In Canada, the decline in motivation and disengagement have been more prominent than ever, especially post-pandemic. Our team wanted to build something that actually sat with you while you studied. No more passive apps and timer windows, but an actual companion that responds to how you're feeling in in the moment.
That's where the idea for MyFocusFriend came from. Your study sessions don't have to make you feel isolated anymore. Who wouldn't want their own personal tutoring buddy!
What it does
MyFocusFriend is an AI-powered study companion that watches your emotional state in real time as you work through subject quizzes, and adapts to keep you engaged.
Here's how it works:
- You start a quiz on one of three modules: Math, Science, or English
- Your laptop camera activates and captures frames every 6 seconds while you answer questions - DeepFace analyzes your expressions and classifies your emotional state (engaged, frustrated, discouraged, focused)
- The difficulty adapts to your emotions and success. Score well and questions get harder, struggle and they ease off
- 'Pebble', a physical Raspberry Pi robot companion reacts and displays an emotion on screen that mirrors and responds to yours, providing real-time encouragement (this feature still needs development)
- After the session, students get a personal summary showing their average emotion, score, and progress over time. Parents and tutors get a separate secure summary, which is accessible privately over Tailscale with complete session history and recommended next steps (this feature still routes issues - future iterations would have this working)
How we built it
The project is split across three layers that all talk to each other: Frontend - React + Tailwind CSS Three pages: a landing page, a static login page, and the main student dashboard. The dashboard handles the full quiz flow, webcam capture, live emotion display, and both summary popups. We used Vite for the build toolchain and React Router for navigation.

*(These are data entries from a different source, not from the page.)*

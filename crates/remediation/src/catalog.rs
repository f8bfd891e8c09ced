//! Plan resolution: recommendation id or pattern name → remediation plan.
//!
//! Lookup goes through a static table of [`PlanTemplate`]s. Ids without an
//! entry get a synthesized Manual plan `REM_<id>` that always requires
//! confirmation.

use indexmap::IndexMap;
use serde_json::Value;
use tracing::{debug, warn};

use fleetmend_core::{
    ImplementationType, PatternMatch, PropertyBag, Recommendation, RemediationActionPlan,
};
use fleetmend_rules::{defaults, DefinitionSet, PlanTemplate};

use crate::template;

/// Prefix of synthesized plan ids.
pub const SYNTHESIZED_PREFIX: &str = "REM_";

pub struct RemediationPlanner {
    plans: IndexMap<String, PlanTemplate>,
}

impl RemediationPlanner {
    pub fn new(plans: IndexMap<String, PlanTemplate>) -> Self {
        Self { plans }
    }

    pub fn from_definitions(set: &DefinitionSet) -> Self {
        Self::new(set.plans.clone())
    }

    /// Resolve a recommendation. `item` is the input the recommendation was
    /// produced for and supplies `${Name}` parameter values.
    pub fn resolve_recommendation(
        &self,
        recommendation: &Recommendation,
        item: &PropertyBag,
    ) -> RemediationActionPlan {
        self.resolve(
            &recommendation.id,
            &recommendation.title,
            &recommendation.description,
            item,
        )
    }

    /// Resolve a pattern match directly. Parameters resolve against the
    /// first example record plus `PatternName` and `MatchedItemCount`.
    pub fn resolve_pattern(&self, pattern: &PatternMatch) -> RemediationActionPlan {
        let mut context = pattern.example_items.first().cloned().unwrap_or_default();
        context.insert("PatternName", pattern.pattern_name.as_str());
        context.insert("MatchedItemCount", pattern.matched_item_count as i64);
        let title = format!("Investigate {}", pattern.pattern_name);
        self.resolve(&pattern.pattern_name, &title, &pattern.description, &context)
    }

    fn resolve(
        &self,
        source_id: &str,
        title: &str,
        description: &str,
        context: &PropertyBag,
    ) -> RemediationActionPlan {
        match self.plans.get(source_id) {
            Some(template) => {
                debug!(source = source_id, action_id = %template.action_id, "resolved plan");
                instantiate(source_id, template, context)
            }
            None => {
                warn!(source = source_id, "no plan mapped, synthesizing manual plan");
                synthesize(source_id, title, description)
            }
        }
    }
}

impl Default for RemediationPlanner {
    /// The built-in plan table.
    fn default() -> Self {
        Self::new(defaults::plans())
    }
}

fn instantiate(source_id: &str, template: &PlanTemplate, context: &PropertyBag) -> RemediationActionPlan {
    let lookup = |name: &str| context.get(name).map(Value::from);
    let mut unresolved = Vec::new();
    let resolved_parameters = template
        .parameters
        .iter()
        .map(|(k, v)| (k.clone(), template::substitute(v, &lookup, &mut unresolved)))
        .collect();
    if !unresolved.is_empty() {
        warn!(
            action_id = %template.action_id,
            placeholders = ?unresolved,
            "unresolved plan parameters left as-is"
        );
    }

    RemediationActionPlan {
        action_id: template.action_id.clone(),
        source_id: source_id.to_string(),
        title: template.title.clone(),
        description: template.description.clone(),
        implementation_type: template.implementation_type,
        target_reference: template.target_reference.clone(),
        resolved_parameters,
        confirmation_required: template.confirmation_required,
        impact: template.impact.clone(),
        success_criteria: template.success_criteria.clone(),
    }
}

fn synthesize(source_id: &str, title: &str, description: &str) -> RemediationActionPlan {
    RemediationActionPlan {
        action_id: format!("{SYNTHESIZED_PREFIX}{source_id}"),
        source_id: source_id.to_string(),
        title: if title.is_empty() { source_id.to_string() } else { title.to_string() },
        description: description.to_string(),
        implementation_type: ImplementationType::Manual,
        target_reference: None,
        resolved_parameters: IndexMap::new(),
        confirmation_required: true,
        impact: "Unknown; review before acting.".to_string(),
        success_criteria: "Operator confirms the issue is resolved.".to_string(),
    }
}
use crate::command::RemediationCommand;
use std::collections::HashMap;
use std::sync::Arc;

/// Remediation commands by name.
pub struct CommandRegistry {
    commands: HashMap<String, Arc<dyn RemediationCommand>>,
}

impl CommandRegistry {
    pub fn new() -> Self {
        Self {
            commands: HashMap::new(),
        }
    }

    /// Register a command. Returns error if name already registered.
    pub fn register(&mut self, command: impl RemediationCommand + 'static) -> Result<(), RegistryError> {
        self.register_arc(Arc::new(command))
    }

    pub fn register_arc(&mut self, command: Arc<dyn RemediationCommand>) -> Result<(), RegistryError> {
        let name = command.name().to_string();
        if self.commands.contains_key(&name) {
            return Err(RegistryError::DuplicateName(name));
        }
        self.commands.insert(name, command);
        Ok(())
    }

    pub fn get(&self, name: &str) -> Option<Arc<dyn RemediationCommand>> {
        self.commands.get(name).cloned()
    }

    pub fn contains(&self, name: &str) -> bool {
        self.commands.contains_key(name)
    }

    /// Registered names, sorted.
    pub fn names(&self) -> Vec<String> {
        let mut names: Vec<String> = self.commands.keys().cloned().collect();
        names.sort();
        names
    }

    pub fn len(&self) -> usize {
        self.commands.len()
    }

    pub fn is_empty(&self) -> bool {
        self.commands.is_empty()
    }
}

impl Default for CommandRegistry {
    fn default() -> Self {
        Self::new()
    }
}

#[derive(Debug, thiserror::Error)]
pub enum RegistryError {
    #[error("Command with name '{0}' is already registered")]
    DuplicateName(String),
}

#[cfg(test)]
mod tests {
    use super::*;
    use crate::command::{CommandError, CommandOutcome, CommandRequest};
    use async_trait::async_trait;

    struct Noop(&'static str);

    #[async_trait]
    impl RemediationCommand for Noop {
        fn name(&self) -> &str {
            self.0
        }

        async fn run(&self, _request: &CommandRequest) -> Result<CommandOutcome, CommandError> {
            Ok(CommandOutcome::success(""))
        }
    }

    #[test]
    fn test_register_and_lookup() {
        let mut registry = CommandRegistry::new();
        registry.register(Noop("flush-dns")).unwrap();
        registry.register(Noop("cleanup-disk")).unwrap();

        assert_eq!(registry.len(), 2);
        assert!(registry.get("flush-dns").is_some());
        assert!(registry.get("nonexistent").is_none());
        assert_eq!(registry.names(), vec!["cleanup-disk", "flush-dns"]);
    }

    #[test]
    fn test_duplicate_registration() {
        let mut registry = CommandRegistry::new();
        registry.register(Noop("flush-dns")).unwrap();
        assert!(matches!(
            registry.register(Noop("flush-dns")),
            Err(RegistryError::DuplicateName(n)) if n == "flush-dns"
        ));
    }
}
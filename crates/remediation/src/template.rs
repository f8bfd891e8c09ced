//! `${Name}` placeholder substitution for plan and validation parameters.

use serde_json::Value;

/// Substitute `${Name}` placeholders in every string inside `value`.
///
/// A string that is exactly one placeholder takes the looked-up value as is,
/// so numbers and booleans keep their type. Placeholders `lookup` cannot
/// resolve are left verbatim and their names are pushed onto `unresolved`.
pub fn substitute<F>(value: &Value, lookup: &F, unresolved: &mut Vec<String>) -> Value
where
    F: Fn(&str) -> Option<Value>,
{
    match value {
        Value::String(s) => substitute_str(s, lookup, unresolved),
        Value::Array(items) => Value::Array(
            items
                .iter()
                .map(|v| substitute(v, lookup, unresolved))
                .collect(),
        ),
        Value::Object(map) => Value::Object(
            map.iter()
                .map(|(k, v)| (k.clone(), substitute(v, lookup, unresolved)))
                .collect(),
        ),
        other => other.clone(),
    }
}

fn substitute_str<F>(s: &str, lookup: &F, unresolved: &mut Vec<String>) -> Value
where
    F: Fn(&str) -> Option<Value>,
{
    if let Some(name) = whole_placeholder(s) {
        return match lookup(name) {
            Some(v) => v,
            None => {
                unresolved.push(name.to_string());
                Value::String(s.to_string())
            }
        };
    }

    let mut out = String::with_capacity(s.len());
    let mut rest = s;
    while let Some(start) = rest.find("${") {
        out.push_str(&rest[..start]);
        let after = &rest[start + 2..];
        let Some(end) = after.find('}') else {
            out.push_str(&rest[start..]);
            rest = "";
            break;
        };
        let name = &after[..end];
        match lookup(name) {
            Some(Value::String(v)) => out.push_str(&v),
            Some(Value::Null) | None => {
                unresolved.push(name.to_string());
                out.push_str(&rest[start..start + 2 + end + 1]);
            }
            Some(other) => out.push_str(&other.to_string()),
        }
        rest = &after[end + 1..];
    }
    out.push_str(rest);
    Value::String(out)
}

fn whole_placeholder(s: &str) -> Option<&str> {
    let inner = s.strip_prefix("${")?.strip_suffix('}')?;
    (!inner.is_empty() && !inner.contains('}') && !inner.contains("${")).then_some(inner)
}
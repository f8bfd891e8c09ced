//! Sink trait definition and shared error types.

use fleetmend_core::TelemetryPayload;

/// Errors that can occur during telemetry delivery.
#[derive(Debug, thiserror::Error)]
pub enum TelemetryError {
    #[error("HTTP request failed: {0}")]
    Http(#[from] reqwest::Error),

    #[error("endpoint returned {status}: {body}")]
    Status { status: u16, body: String },

    #[error("reporter process failed: {0}")]
    Process(String),

    #[error("failed to serialize payload: {0}")]
    Serialize(#[from] serde_json::Error),

    #[error("Configuration error: {0}")]
    Config(String),
}

/// A delivery channel for outcome telemetry.
#[async_trait::async_trait]
pub trait TelemetrySink: Send + Sync {
    /// Deliver a payload. Returns the raw response body (may be empty).
    async fn send(&self, payload: &TelemetryPayload) -> Result<String, TelemetryError>;

    /// Human-readable name for this channel (e.g., "webhook", "process").
    fn channel_name(&self) -> &str;
}
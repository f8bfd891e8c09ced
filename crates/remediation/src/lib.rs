//! Remediation: plan resolution, approval, execution and validation.

pub mod approval;
pub mod catalog;
pub mod command;
pub mod executor;
pub mod registry;
pub mod shell;
pub mod template;
pub mod validation;

pub use approval::{ApprovalCallback, ApprovalDecision, ApprovalGate, ApprovalPolicy, AutoApprove, DryRun};
pub use catalog::RemediationPlanner;
pub use command::{CommandError, CommandOutcome, CommandRequest, RemediationCommand};
pub use executor::RemediationExecutor;
pub use registry::{CommandRegistry, RegistryError};
pub use shell::{discover_commands, ShellCommand};
pub use validation::{
    CommandTester, ResultTester, RuleStepResolver, StepResolver, ValidationEngine, ValidationRules,
    ValidationStep,
};
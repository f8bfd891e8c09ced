use std::sync::Arc;

use tracing::{info, warn};

use fleetmend_core::{ExecutionResult, ExecutionStatus, ImplementationType, RemediationActionPlan};

use crate::command::CommandRequest;
use crate::registry::CommandRegistry;

/// Runs approved plans through the command registry. Never returns an error:
/// every failure mode is an [`ExecutionStatus`].
pub struct RemediationExecutor {
    registry: Arc<CommandRegistry>,
}

impl RemediationExecutor {
    pub fn new(registry: Arc<CommandRegistry>) -> Self {
        Self { registry }
    }

    pub async fn execute(&self, plan: &RemediationActionPlan) -> ExecutionResult {
        if plan.implementation_type == ImplementationType::Manual {
            warn!(action_id = %plan.action_id, "plan has no automated implementation");
            return ExecutionResult::new(&plan.action_id, ExecutionStatus::FailedMapping)
                .with_error(format!("'{}' requires manual remediation", plan.action_id));
        }

        let key = plan.target_reference.as_deref().unwrap_or(&plan.action_id);
        let Some(command) = self
            .registry
            .get(key)
            .or_else(|| self.registry.get(&plan.action_id))
        else {
            warn!(action_id = %plan.action_id, target = key, "remediation command not available");
            return ExecutionResult::new(&plan.action_id, ExecutionStatus::FailedDependencyMissing)
                .with_error(format!("remediation command '{key}' is not available"));
        };

        let request = CommandRequest {
            action_id: plan.action_id.clone(),
            resolved_parameters: plan.resolved_parameters.clone(),
        };
        let result = match command.run(&request).await {
            Ok(outcome) => {
                let status = if outcome.success {
                    ExecutionStatus::Success
                } else {
                    ExecutionStatus::Failed
                };
                ExecutionResult {
                    action_id: plan.action_id.clone(),
                    status,
                    output: outcome.output,
                    errors: outcome.errors,
                }
            }
            Err(e) => ExecutionResult::new(&plan.action_id, ExecutionStatus::FailedExecution)
                .with_error(e.to_string()),
        };

        info!(
            action_id = %plan.action_id,
            command = command.name(),
            status = result.status.as_str(),
            "remediation executed"
        );
        result
    }
}

#[cfg(test)]
mod tests {
    use super::*;
    use crate::command::{CommandError, CommandOutcome, RemediationCommand};
    use async_trait::async_trait;
    use std::sync::atomic::{AtomicUsize, Ordering};

    struct Fake {
        name: &'static str,
        calls: Arc<AtomicUsize>,
        answer: fn() -> Result<CommandOutcome, CommandError>,
    }

    #[async_trait]
    impl RemediationCommand for Fake {
        fn name(&self) -> &str {
            self.name
        }

        async fn run(&self, _request: &CommandRequest) -> Result<CommandOutcome, CommandError> {
            self.calls.fetch_add(1, Ordering::SeqCst);
            (self.answer)()
        }
    }

    fn plan(target: Option<&str>, kind: ImplementationType) -> RemediationActionPlan {
        RemediationActionPlan {
            action_id: "REM_TEST".into(),
            source_id: "REC_TEST".into(),
            title: String::new(),
            description: String::new(),
            implementation_type: kind,
            target_reference: target.map(String::from),
            resolved_parameters: Default::default(),
            confirmation_required: false,
            impact: String::new(),
            success_criteria: String::new(),
        }
    }

    fn executor(answer: fn() -> Result<CommandOutcome, CommandError>) -> (RemediationExecutor, Arc<AtomicUsize>) {
        let calls = Arc::new(AtomicUsize::new(0));
        let mut registry = CommandRegistry::new();
        registry
            .register(Fake { name: "fix", calls: calls.clone(), answer })
            .unwrap();
        (RemediationExecutor::new(Arc::new(registry)), calls)
    }

    #[tokio::test]
    async fn status_mapping() {
        let (ok, _) = executor(|| Ok(CommandOutcome::success("done")));
        let r = ok.execute(&plan(Some("fix"), ImplementationType::Scripted)).await;
        assert_eq!(r.status, ExecutionStatus::Success);
        assert_eq!(r.output, "done");

        let (failed, _) = executor(|| Ok(CommandOutcome::failure("nope")));
        let r = failed.execute(&plan(Some("fix"), ImplementationType::Scripted)).await;
        assert_eq!(r.status, ExecutionStatus::Failed);
        assert_eq!(r.errors, vec!["nope".to_string()]);

        let (broken, _) = executor(|| Err(CommandError::ExecutionFailed("spawn".into())));
        let r = broken.execute(&plan(Some("fix"), ImplementationType::Scripted)).await;
        assert_eq!(r.status, ExecutionStatus::FailedExecution);
    }

    #[tokio::test]
    async fn missing_command_is_not_invoked() {
        let (exec, calls) = executor(|| Ok(CommandOutcome::success("")));
        let r = exec.execute(&plan(Some("absent"), ImplementationType::Scripted)).await;
        assert_eq!(r.status, ExecutionStatus::FailedDependencyMissing);
        assert_eq!(calls.load(Ordering::SeqCst), 0);
    }

    #[tokio::test]
    async fn manual_plan_is_a_mapping_failure() {
        let (exec, calls) = executor(|| Ok(CommandOutcome::success("")));
        let r = exec.execute(&plan(Some("fix"), ImplementationType::Manual)).await;
        assert_eq!(r.status, ExecutionStatus::FailedMapping);
        assert_eq!(calls.load(Ordering::SeqCst), 0);
    }
}
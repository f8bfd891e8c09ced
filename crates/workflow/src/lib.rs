//! The fleet remediation workflow.
//!
//! Drives feature extraction, pattern detection, prediction,
//! recommendation, plan resolution, approval-gated execution, validation
//! and telemetry for one batch of diagnostic records, and returns a
//! [`WorkflowSummary`](fleetmend_core::WorkflowSummary).

pub mod error;
pub mod orchestrator;
pub mod request;
pub mod stage;

pub use error::WorkflowError;
pub use orchestrator::WorkflowOrchestrator;
pub use request::WorkflowRequest;
pub use stage::WorkflowStage;
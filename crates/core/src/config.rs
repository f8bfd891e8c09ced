use std::env;
use std::path::PathBuf;

use serde::{Deserialize, Serialize};

use crate::action::ApprovalMode;

/// Load .env file (silently ignores if missing).
pub fn load_dotenv() {
    dotenvy::dotenv().ok();
}

fn env_or(key: &str, default: &str) -> String {
    env::var(key).unwrap_or_else(|_| default.to_string())
}

fn env_opt(key: &str) -> Option<String> {
    env::var(key).ok().filter(|s| !s.is_empty())
}

/// Read a profiled env var: tries {PROFILE}_{KEY} first, falls back to {KEY}.
fn profiled_env_opt(profile: &str, key: &str) -> Option<String> {
    if !profile.is_empty() {
        let prefixed = format!("{}_{}", profile, key);
        if let Some(v) = env_opt(&prefixed) {
            return Some(v);
        }
    }
    env_opt(key)
}

fn profiled_env_or(profile: &str, key: &str, default: &str) -> String {
    profiled_env_opt(profile, key).unwrap_or_else(|| default.to_string())
}

fn profiled_env_usize(profile: &str, key: &str, default: usize) -> usize {
    profiled_env_opt(profile, key)
        .and_then(|v| v.parse().ok())
        .unwrap_or(default)
}

fn profiled_env_u64(profile: &str, key: &str, default: u64) -> u64 {
    profiled_env_opt(profile, key)
        .and_then(|v| v.parse().ok())
        .unwrap_or(default)
}

fn profiled_env_list(profile: &str, key: &str) -> Vec<String> {
    profiled_env_opt(profile, key)
        .map(|v| {
            v.split(',')
                .map(|s| s.trim().to_string())
                .filter(|s| !s.is_empty())
                .collect()
        })
        .unwrap_or_default()
}

// ── Top-level config ──────────────────────────────────────────

#[derive(Debug, Clone, Serialize, Deserialize)]
pub struct Config {
    /// Active profile name (empty = default).
    pub profile: String,
    pub limits: LimitsConfig,
    pub definitions: DefinitionsConfig,
    pub execution: ExecutionConfig,
    pub model: ModelConfig,
    pub telemetry: TelemetryConfig,
}

impl Config {
    /// Build config from environment variables (call `load_dotenv()` first).
    /// Profile is read from `FLEETMEND_PROFILE`. When set (e.g. `PROD`),
    /// every key is first looked up as `{PROFILE}_{KEY}`, falling back to `{KEY}`.
    pub fn from_env() -> Self {
        let profile = env_or("FLEETMEND_PROFILE", "").to_uppercase();
        Self::for_profile(&profile)
    }

    /// Build config for a specific named profile (empty string = default).
    pub fn for_profile(profile: &str) -> Self {
        let p = profile.to_uppercase();
        let p = p.as_str();
        Self {
            profile: p.to_string(),
            limits: LimitsConfig::from_env_profiled(p),
            definitions: DefinitionsConfig::from_env_profiled(p),
            execution: ExecutionConfig::from_env_profiled(p),
            model: ModelConfig::from_env_profiled(p),
            telemetry: TelemetryConfig::from_env_profiled(p),
        }
    }

    pub fn profile_label(&self) -> &str {
        if self.profile.is_empty() { "default" } else { &self.profile }
    }

    /// Print a redacted summary for startup logs.
    pub fn log_summary(&self) {
        tracing::info!("Config loaded (profile: {}):", self.profile_label());
        tracing::info!(
            "  limits:      max_patterns={}, max_recommendations={}, high_confidence={}",
            self.limits.max_patterns,
            self.limits.max_recommendations_per_input,
            self.limits.high_confidence_threshold
        );
        tracing::info!(
            "  definitions: rules={}, features={}, validation={}",
            display_path(&self.definitions.definitions_path),
            display_path(&self.definitions.feature_definition_path),
            display_path(&self.definitions.validation_rules_path)
        );
        tracing::info!(
            "  execution:   mode={}, timeout={}s, commands_dir={}",
            self.execution.approval_mode,
            self.execution.command_timeout_secs,
            display_path(&self.execution.commands_dir)
        );
        tracing::info!(
            "  model:       name={}, configured={}",
            self.model.name,
            self.model.is_configured()
        );
        tracing::info!(
            "  telemetry:   server={}, configured={}",
            self.telemetry.server_name,
            self.telemetry.is_configured()
        );
    }

    /// Return a redacted view safe to print (no endpoint URLs or commands).
    pub fn redacted_summary(&self) -> serde_json::Value {
        serde_json::json!({
            "profile": self.profile_label(),
            "limits": self.limits,
            "definitions": self.definitions,
            "execution": {
                "approval_mode": self.execution.approval_mode,
                "command_timeout_secs": self.execution.command_timeout_secs,
                "commands_dir": self.execution.commands_dir,
            },
            "model": {
                "name": self.model.name,
                "model_type": self.model.model_type,
                "class_labels": self.model.class_labels,
                "configured": self.model.is_configured(),
            },
            "telemetry": {
                "server_name": self.telemetry.server_name,
                "configured": self.telemetry.is_configured(),
            },
        })
    }
}

fn display_path(path: &Option<PathBuf>) -> String {
    path.as_ref()
        .map(|p| p.display().to_string())
        .unwrap_or_else(|| "(built-in)".to_string())
}

// ── Limits ────────────────────────────────────────────────────

#[derive(Debug, Clone, Serialize, Deserialize)]
pub struct LimitsConfig {
    pub max_patterns: usize,
    pub max_recommendations_per_input: usize,
    /// Predictions at or above this confidence count as high-confidence.
    pub high_confidence_threshold: f64,
}

impl Default for LimitsConfig {
    fn default() -> Self {
        Self {
            max_patterns: 10,
            max_recommendations_per_input: 3,
            high_confidence_threshold: 0.8,
        }
    }
}

impl LimitsConfig {
    fn from_env_profiled(p: &str) -> Self {
        let defaults = Self::default();
        Self {
            max_patterns: profiled_env_usize(p, "MAX_PATTERNS", defaults.max_patterns),
            max_recommendations_per_input: profiled_env_usize(
                p,
                "MAX_RECOMMENDATIONS_PER_INPUT",
                defaults.max_recommendations_per_input,
            ),
            high_confidence_threshold: profiled_env_opt(p, "HIGH_CONFIDENCE_THRESHOLD")
                .and_then(|v| v.parse().ok())
                .unwrap_or(defaults.high_confidence_threshold),
        }
    }
}

// ── Definition files ──────────────────────────────────────────

#[derive(Debug, Clone, Default, Serialize, Deserialize)]
pub struct DefinitionsConfig {
    /// Patterns, recommendation rules and plan overrides.
    pub definitions_path: Option<PathBuf>,
    pub feature_definition_path: Option<PathBuf>,
    pub validation_rules_path: Option<PathBuf>,
}

impl DefinitionsConfig {
    fn from_env_profiled(p: &str) -> Self {
        Self {
            definitions_path: profiled_env_opt(p, "DEFINITIONS_PATH").map(PathBuf::from),
            feature_definition_path: profiled_env_opt(p, "FEATURE_DEFINITION_PATH")
                .map(PathBuf::from),
            validation_rules_path: profiled_env_opt(p, "VALIDATION_RULES_PATH")
                .map(PathBuf::from),
        }
    }
}

// ── Execution ─────────────────────────────────────────────────

#[derive(Debug, Clone, Serialize, Deserialize)]
pub struct ExecutionConfig {
    pub approval_mode: ApprovalMode,
    pub command_timeout_secs: u64,
    /// Directory scanned for remediation scripts.
    pub commands_dir: Option<PathBuf>,
}

impl ExecutionConfig {
    fn from_env_profiled(p: &str) -> Self {
        let approval_mode = match profiled_env_opt(p, "APPROVAL_MODE") {
            Some(raw) => raw.parse().unwrap_or_else(|e| {
                tracing::warn!(error = %e, "Invalid APPROVAL_MODE, using Assisted");
                ApprovalMode::Assisted
            }),
            None => ApprovalMode::Assisted,
        };
        Self {
            approval_mode,
            command_timeout_secs: profiled_env_u64(p, "COMMAND_TIMEOUT_SECS", 300),
            commands_dir: profiled_env_opt(p, "COMMANDS_DIR").map(PathBuf::from),
        }
    }
}

// ── Predictive model ──────────────────────────────────────────

#[derive(Debug, Clone, Serialize, Deserialize)]
pub struct ModelConfig {
    /// Program invoked once per feature set.
    pub command: Option<String>,
    pub name: String,
    pub model_type: String,
    pub class_labels: Vec<String>,
    /// Explicit feature order; overrides every other ordering source.
    pub feature_order: Vec<String>,
    /// Probability index graded for risk.
    pub failure_class_index: usize,
    pub timeout_secs: u64,
}

impl ModelConfig {
    fn from_env_profiled(p: &str) -> Self {
        Self {
            command: profiled_env_opt(p, "MODEL_COMMAND"),
            name: profiled_env_or(p, "MODEL_NAME", "failure-predictor"),
            model_type: profiled_env_or(p, "MODEL_TYPE", "Classifier"),
            class_labels: profiled_env_list(p, "MODEL_CLASS_LABELS"),
            feature_order: profiled_env_list(p, "MODEL_FEATURE_ORDER"),
            failure_class_index: profiled_env_u64(p, "MODEL_FAILURE_CLASS_INDEX", 1) as usize,
            timeout_secs: profiled_env_u64(p, "MODEL_TIMEOUT_SECS", 60),
        }
    }

    pub fn is_configured(&self) -> bool {
        self.command.is_some()
    }
}

// ── Telemetry ─────────────────────────────────────────────────

#[derive(Debug, Clone, Serialize, Deserialize)]
pub struct TelemetryConfig {
    pub url: Option<String>,
    pub command: Option<String>,
    pub server_name: String,
    pub timeout_secs: u64,
}

impl TelemetryConfig {
    fn from_env_profiled(p: &str) -> Self {
        let fallback_host = env_opt("HOSTNAME")
            .or_else(|| env_opt("COMPUTERNAME"))
            .unwrap_or_else(|| "localhost".to_string());
        Self {
            url: profiled_env_opt(p, "TELEMETRY_URL"),
            command: profiled_env_opt(p, "TELEMETRY_COMMAND"),
            server_name: profiled_env_or(p, "SERVER_NAME", &fallback_host),
            timeout_secs: profiled_env_u64(p, "TELEMETRY_TIMEOUT_SECS", 30),
        }
    }

    pub fn is_configured(&self) -> bool {
        self.url.is_some() || self.command.is_some()
    }
}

Emotion Server - FastAPI + DeepFace A Python server running locally on the student's laptop. Every 6 seconds during a quiz, the frontend captures a webcam frame, converts it to base64, and POSTs it to this server. DeepFace runs facial expression analysis and returns a student learning state (engaged, frustrated, discouraged, focused). We map those to four display emotions for Pebble.
Pi Backend - Flask + Tailscale A Flask server running on the Raspberry Pi 5. It receives emotion readings from the frontend, updates the OLED display on Pebble in real time, stores session data as JSON, and serves the parent/tutor summary endpoint. Tailscale Serve exposes this endpoint privately so parents can access it securely from any device on the Tailscale network with no public ports or credentials beyond the network. (Raspberry Pi works separately but the connection between the stack, tailscale server, and Pi still needs work)
Challenges we ran into
NumPy Serialization crashes - DeepFace wouldn't route emotion analysis' values as numpy.float32's, which led to FastAPI being unable to serialize to JSON immediately. This issue took hours to debug because of a silent 500 localhost error, which was eventually fixed with a single line of code being changed to: {k: float(v) for k, v in emotion_scores.items()}
Tailscale networking - Getting the Pi backend securely accessible to parent devices without exposing public ports required understanding how Tailscale Serve routes traffic internally. The setup has some implementation of Tailscale but the service remains inaccessible for now. (Future feature to be added)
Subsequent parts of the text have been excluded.